Package ivs :: Package inout :: Module hdf5
[hide private]
[frames] | no frames]

Module hdf5

source code

Read and write HDF5 files.

HDF5 is a data model, library, and file format for storing and managing data. It supports an unlimited variety of datatypes, and is designed for flexible and efficient I/O and for high volume and complex data. HDF5 is portable and is extensible, allowing applications to evolve in their use of HDF5. The HDF5 Technology suite includes tools and applications for managing, manipulating, viewing, and analyzing data in the HDF5 format. http://alfven.org/wp/hdf5-for-python/

Functions [hide private]
    Input
dict
read2dict(filename)
Read the filestructure of a hdf5 file to a dictionary.
source code
    Output
 
write_dict(data, filename, update=True, attr_types=[])
Write the content of a dictionary to a hdf5 file.
source code
Variables [hide private]
  logger = logging.getLogger("IO.HDF5")
Function Details [hide private]

read2dict(filename)

source code 

Read the filestructure of a hdf5 file to a dictionary.

Parameters:
  • filename (str) - the name of the hdf5 file to read
Returns: dict
dictionary with read filestructure

write_dict(data, filename, update=True, attr_types=[])

source code 

Write the content of a dictionary to a hdf5 file. The dictionary can contain other nested dictionaries, this file stucture will be maintained in the saved hdf5 file.
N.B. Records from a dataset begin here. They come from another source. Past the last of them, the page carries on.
pub mod crops;
pub mod regions;

use crate::types::profile::CropProfile;
use crate::types::report::Coordinates;

/// Process-wide read-only reference data: the crop table and region maps.
/// Built once at startup; no mutation path exists afterwards.
#[derive(Debug, Clone)]
pub struct AdvisoryRegistry {
    crops: &'static [CropProfile],
}

impl AdvisoryRegistry {
    pub fn builtin() -> Self {
        Self {
            crops: crops::CROPS,
        }
    }

    pub fn crops(&self) -> &[CropProfile] {
        self.crops
    }

    pub fn find_crop(&self, name: &str) -> Option<&CropProfile> {
        self.crops
            .iter()
            .find(|crop| crop.name.eq_ignore_ascii_case(name.trim()))
    }

    pub fn detect_region(&self, location: &str) -> &'static str {
        regions::detect_region(location)
    }

    pub fn region_coordinates(&self, region: &str) -> Coordinates {
        regions::region_coordinates(region)
    }
}

#[cfg(test)]
mod tests {
    use super::*;

    #[test]
    fn builtin_registry_exposes_crop_table() {
        let registry = AdvisoryRegistry::builtin();
        assert_eq!(registry.crops().len(), 12);
    }

    #[test]
    fn find_crop_is_case_insensitive() {
        let registry = AdvisoryRegistry::builtin();
        assert!(registry.find_crop("rice").is_some());
        assert!(registry.find_crop(" SUGARCANE ").is_some());
        assert!(registry.find_crop("quinoa").is_none());
    }
}
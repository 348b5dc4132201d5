use serde::{Deserialize, Serialize};

use super::client::{classify, ClientError};

/// Anything that exposes the numeric status of a completed HTTP response
pub trait HttpResponse {
    fn status(&self) -> u16;
}

impl HttpResponse for u16 {
    fn status(&self) -> u16 {
        *self
    }
}

impl HttpResponse for reqwest::StatusCode {
    fn status(&self) -> u16 {
        self.as_u16()
    }
}

impl HttpResponse for reqwest::Response {
    fn status(&self) -> u16 {
        reqwest::Response::status(self).as_u16()
    }
}

/// Response summary for callers that have already read the transport response
#[derive(Debug, Clone, Default, PartialEq, Eq, Serialize, Deserialize)]
pub struct ResponseDescriptor {
    /// HTTP status code
    pub status: u16,
    /// Message reported by the server, if any
    #[serde(default, skip_serializing_if = "Option::is_none")]
    pub message: Option<String>,
    /// Additional context (optional)
    #[serde(default, skip_serializing_if = "Option::is_none")]
    pub details: Option<String>,
}

impl ResponseDescriptor {
    pub fn new(status: u16) -> Self {
        Self {
            status,
            ..Self::default()
        }
    }

    pub fn with_message(mut self, message: impl Into<String>) -> Self {
        self.message = Some(message.into());
        self
    }

    pub fn with_details(mut self, details: impl Into<String>) -> Self {
        self.details = Some(details.into());
        self
    }

    /// Classify by status, then apply the reported message and details
    pub fn into_error(self) -> ClientError {
        let mut error = classify(&self);
        if let Some(message) = self.message.filter(|m| !m.is_empty()) {
            error = error.with_message(message);
        }
        if let Some(details) = self.details {
            error = error.with_details(details);
        }
        error
    }
}

impl HttpResponse for ResponseDescriptor {
    fn status(&self) -> u16 {
        self.status
    }
}

/// Pass responses below 400 through, classify everything else
pub fn error_for_status<R: HttpResponse>(response: R) -> Result<R, ClientError> {
    if response.status() >= 400 {
        Err(classify(&response))
    } else {
        Ok(response)
    }
}
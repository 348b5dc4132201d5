//! Error taxonomy for the image API client

pub mod client;
pub mod codes;
pub mod precondition;
pub mod response;

use thiserror::Error;

pub use client::{classify, classify_status, ClientError};
pub use codes::{ErrorKind, STATUS_TABLE};
pub use precondition::PreconditionError;
pub use response::{error_for_status, HttpResponse, ResponseDescriptor};

/// Any error raised by this crate
#[derive(Debug, Clone, PartialEq, Eq, Error)]
pub enum Error {
    /// The API answered with a failure status
    #[error(transparent)]
    Client(#[from] ClientError),

    /// Client-side precondition failed before a request was made
    #[error(transparent)]
    Precondition(#[from] PreconditionError),
}
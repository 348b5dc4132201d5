use serde_json::Value;
use std::collections::HashMap;
use tracing::debug;

use crate::errors::PreconditionError;

/// JSON schema documents keyed by name (e.g. `image`, `member`)
#[derive(Debug, Clone, Default)]
pub struct SchemaRegistry {
    schemas: HashMap<String, Value>,
}

impl SchemaRegistry {
    pub fn new() -> Self {
        Self::default()
    }

    /// Register a schema, returning the one it replaced
    pub fn insert(&mut self, name: impl Into<String>, schema: Value) -> Option<Value> {
        self.schemas.insert(name.into(), schema)
    }

    pub fn get(&self, name: &str) -> Result<&Value, PreconditionError> {
        self.schemas.get(name).ok_or_else(|| {
            debug!(schema = name, "Schema not registered");
            PreconditionError::schema_not_found(format!("schema '{}' is not registered", name))
        })
    }

    pub fn len(&self) -> usize {
        self.schemas.len()
    }

    pub fn is_empty(&self) -> bool {
        self.schemas.is_empty()
    }
}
Pay attention to the fact that the data type of lists might change when writing to hdf5. Lists are stored as numpy arrays, thus all items in a list are converted to the same type: ['bla', 1, 24.5] will become ['bla', '1', '24.5']. Upt till now there is nothing in place to check this, or correct it when reading a hdf5 file.

Parameters:
  • data (dict) - the dictionary to write to file
  • filename (str) - the name of the hdf5 file to write to
  • update (bool) - True if you want to update an existing file, False to overwrite
  • attr_types (List of types) - the data types that you want to save as an attribute instead of a dataset. (standard everything is saved as dataset.)